Most of these people, of course, bill by the hour. And thanks to the transparency of our legal system, we know precisely how much they bill. Each quarter, law firms, turnaround consultants, and accountants apply to the bankruptcy court, detailing the services they rendered and precisely how much they cost. Creditors can raise objections to the fees—after all, every penny a law firm gets is one less available for bondholders. But they usually don't object too strenuously. And the firms don't offer discounts to companies just because they are bankrupt.

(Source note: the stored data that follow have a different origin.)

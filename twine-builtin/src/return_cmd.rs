// This file is part of twine, an embeddable command-oriented scripting
// language interpreter.
// Copyright (C) 2026 The Twine Authors
//
// This program is free software: you can redistribute it and/or modify
// it under the terms of the GNU General Public License as published by
// the Free Software Foundation, either version 3 of the License, or
// (at your option) any later version.
//
// This program is distributed in the hope that it will be useful,
// but WITHOUT ANY WARRANTY; without even the implied warranty of
// MERCHANTABILITY or FITNESS FOR A PARTICULAR PURPOSE.  See the
// GNU General Public License for more details.
//
// You should have received a copy of the GNU General Public License
// along with this program.  If not, see <https://www.gnu.org/licenses/>.

//! The **`return`** built-in: sets the RETURN diversion.
//!
//! Caught only by the procedure call wrapper ([`twine_semantics::Proc`]),
//! which rewrites it to a plain OK result on the way out.

use std::ops::ControlFlow;
use twine_semantics::{Command, Divert, EvalError, Flow, Interp};
use twine_value::Value;

pub struct ReturnCmd;

impl Command for ReturnCmd {
    fn call(&self, _interp: &mut Interp, args: &[Value]) -> twine_semantics::Result<Flow> {
        match args {
            [] => Ok(ControlFlow::Break(Divert::Return(Value::empty()))),
            [v] => Ok(ControlFlow::Break(Divert::Return(v.clone()))),
            _ => Err(EvalError::WrongArgs),
        }
    }
}
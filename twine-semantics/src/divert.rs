// This file is part of twine, an embeddable command-oriented scripting
// language interpreter.
// Copyright (C) 2026 The Twine Authors
//
// This program is free software: you can redistribute it and/or modify
// it under the terms of the GNU General Public License as published by
// the Free Software Foundation, either version 3 of the License, or
// (at your option) any later version.
//
// This program is distributed in the hope that it will be useful,
// but WITHOUT ANY WARRANTY; without even the implied warranty of
// MERCHANTABILITY or FITNESS FOR A PARTICULAR PURPOSE.  See the
// GNU General Public License for more details.
//
// You should have received a copy of the GNU General Public License
// along with this program.  If not, see <https://www.gnu.org/licenses/>.

//! The non-local outcomes a command can produce besides a plain value.
//!
//! Mirrors the OK/ERR/RETURN/BREAK/CONTINUE status codes: a successful,
//! non-diverting command maps to `ControlFlow::Continue(value)`, while
//! RETURN/BREAK/CONTINUE map to `ControlFlow::Break(Divert)`. ERR maps to
//! the `Result`'s `Err` side, one level up, so the two orthogonal axes
//! (failure vs. control transfer) don't collapse into one status enum.

use std::ops::ControlFlow;
use twine_value::Value;

#[derive(Clone, Debug, PartialEq)]
pub enum Divert {
    /// `return [value]` inside a procedure body.
    Return(Value),
    /// Consumed by a looping command; uncaught at the top level.
    Break,
    /// Consumed by a looping command; uncaught at the top level.
    Continue,
}

impl Divert {
    /// The status name used in the synthetic "uncaught error" message.
    #[must_use]
    pub fn name(&self) -> &'static str {
        match self {
            Divert::Return(_) => "RETURN",
            Divert::Break => "BREAK",
            Divert::Continue => "CONTINUE",
        }
    }
}

/// The result of evaluating one command or token on success: either a plain
/// value, or a diversion that must be handled (or propagated) by the caller.
pub type Flow = ControlFlow<Divert, Value>;
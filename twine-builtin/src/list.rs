// This file is part of twine, an embeddable command-oriented scripting
// language interpreter.
// Copyright (C) 2026 The Twine Authors
//
// This program is free software: you can redistribute it and/or modify
// it under the terms of the GNU General Public License as published by
// the Free Software Foundation, either version 3 of the License, or
// (at your option) any later version.
//
// This program is distributed in the hope that it will be useful,
// but WITHOUT ANY WARRANTY; without even the implied warranty of
// MERCHANTABILITY or FITNESS FOR A PARTICULAR PURPOSE.  See the
// GNU General Public License for more details.
//
// You should have received a copy of the GNU General Public License
// along with this program.  If not, see <https://www.gnu.org/licenses/>.

//! The **`list`** built-in: builds a list value from its (already expanded)
//! operands.

use std::ops::ControlFlow;
use twine_semantics::{Command, Flow, Interp};
use twine_value::Value;

pub struct List;

impl Command for List {
    fn call(&self, _interp: &mut Interp, args: &[Value]) -> twine_semantics::Result<Flow> {
        Ok(ControlFlow::Continue(Value::from_list(args.iter().cloned())))
    }
}
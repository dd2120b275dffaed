// This file is part of twine, an embeddable command-oriented scripting
// language interpreter.
// Copyright (C) 2026 The Twine Authors
//
// This program is free software: you can redistribute it and/or modify
// it under the terms of the GNU General Public License as published by
// the Free Software Foundation, either version 3 of the License, or
// (at your option) any later version.
//
// This program is distributed in the hope that it will be useful,
// but WITHOUT ANY WARRANTY; without even the implied warranty of
// MERCHANTABILITY or FITNESS FOR A PARTICULAR PURPOSE.  See the
// GNU General Public License for more details.
//
// You should have received a copy of the GNU General Public License
// along with this program.  If not, see <https://www.gnu.org/licenses/>.

//! Conversion failures raised by the lazy accessors on [`crate::Value`].

use thiserror::Error;
use twine_syntax::ParseError;

#[derive(Clone, Debug, Eq, Error, PartialEq)]
pub enum ValueError {
    #[error("expected integer but got \"{0}\"")]
    NotAnInteger(String),
    #[error(transparent)]
    Parse(#[from] ParseError),
}

pub type Result<T> = std::result::Result<T, ValueError>;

The bankruptcy of Enron generated fees of about $750 million. Lehman Bros., which filed for Chapter 11 protection last September, is proving to be a similarly expensive failure. In the first four months of Lehman's sojourn in bankruptcy protection, a host of firms requested about $100 million in fees. The law firm Weil Gotshal asked for $55 million in fees for the period between Sept. 15, 2008, and the end of January 2009. During that period, Weil Gotshal's Harvey Miller, a leading bankruptcy attorney, billed 794.8 hours at $950 per hour, while associates' time was billed at $495 to $600 per hour; paralegals and other support staff were billed out at $150 to $210 per hour. In addition to detailing precisely how much each attorney and staffer costs, the firm also detailed the list of tasks: selling assets, dealing with litigation, unwinding derivatives. And the meter is still running. Last fall, experts projected Lehman could generate $1.4 billion in bankruptcy-related fees.
In the early 1990s, when I covered bankruptcy court, I enjoyed scouring through the applications for bankruptcy fees. The best were those produced by the most anal-retentive of the professionals, the accountants. They meticulously counted the precise number of minutes each worked on the matter—and then calculated the precise number of minutes it took them to count the precise number of minutes each professional worked on the matter. I remember a line item, more than $10,000, that was the bill for preparing the bill.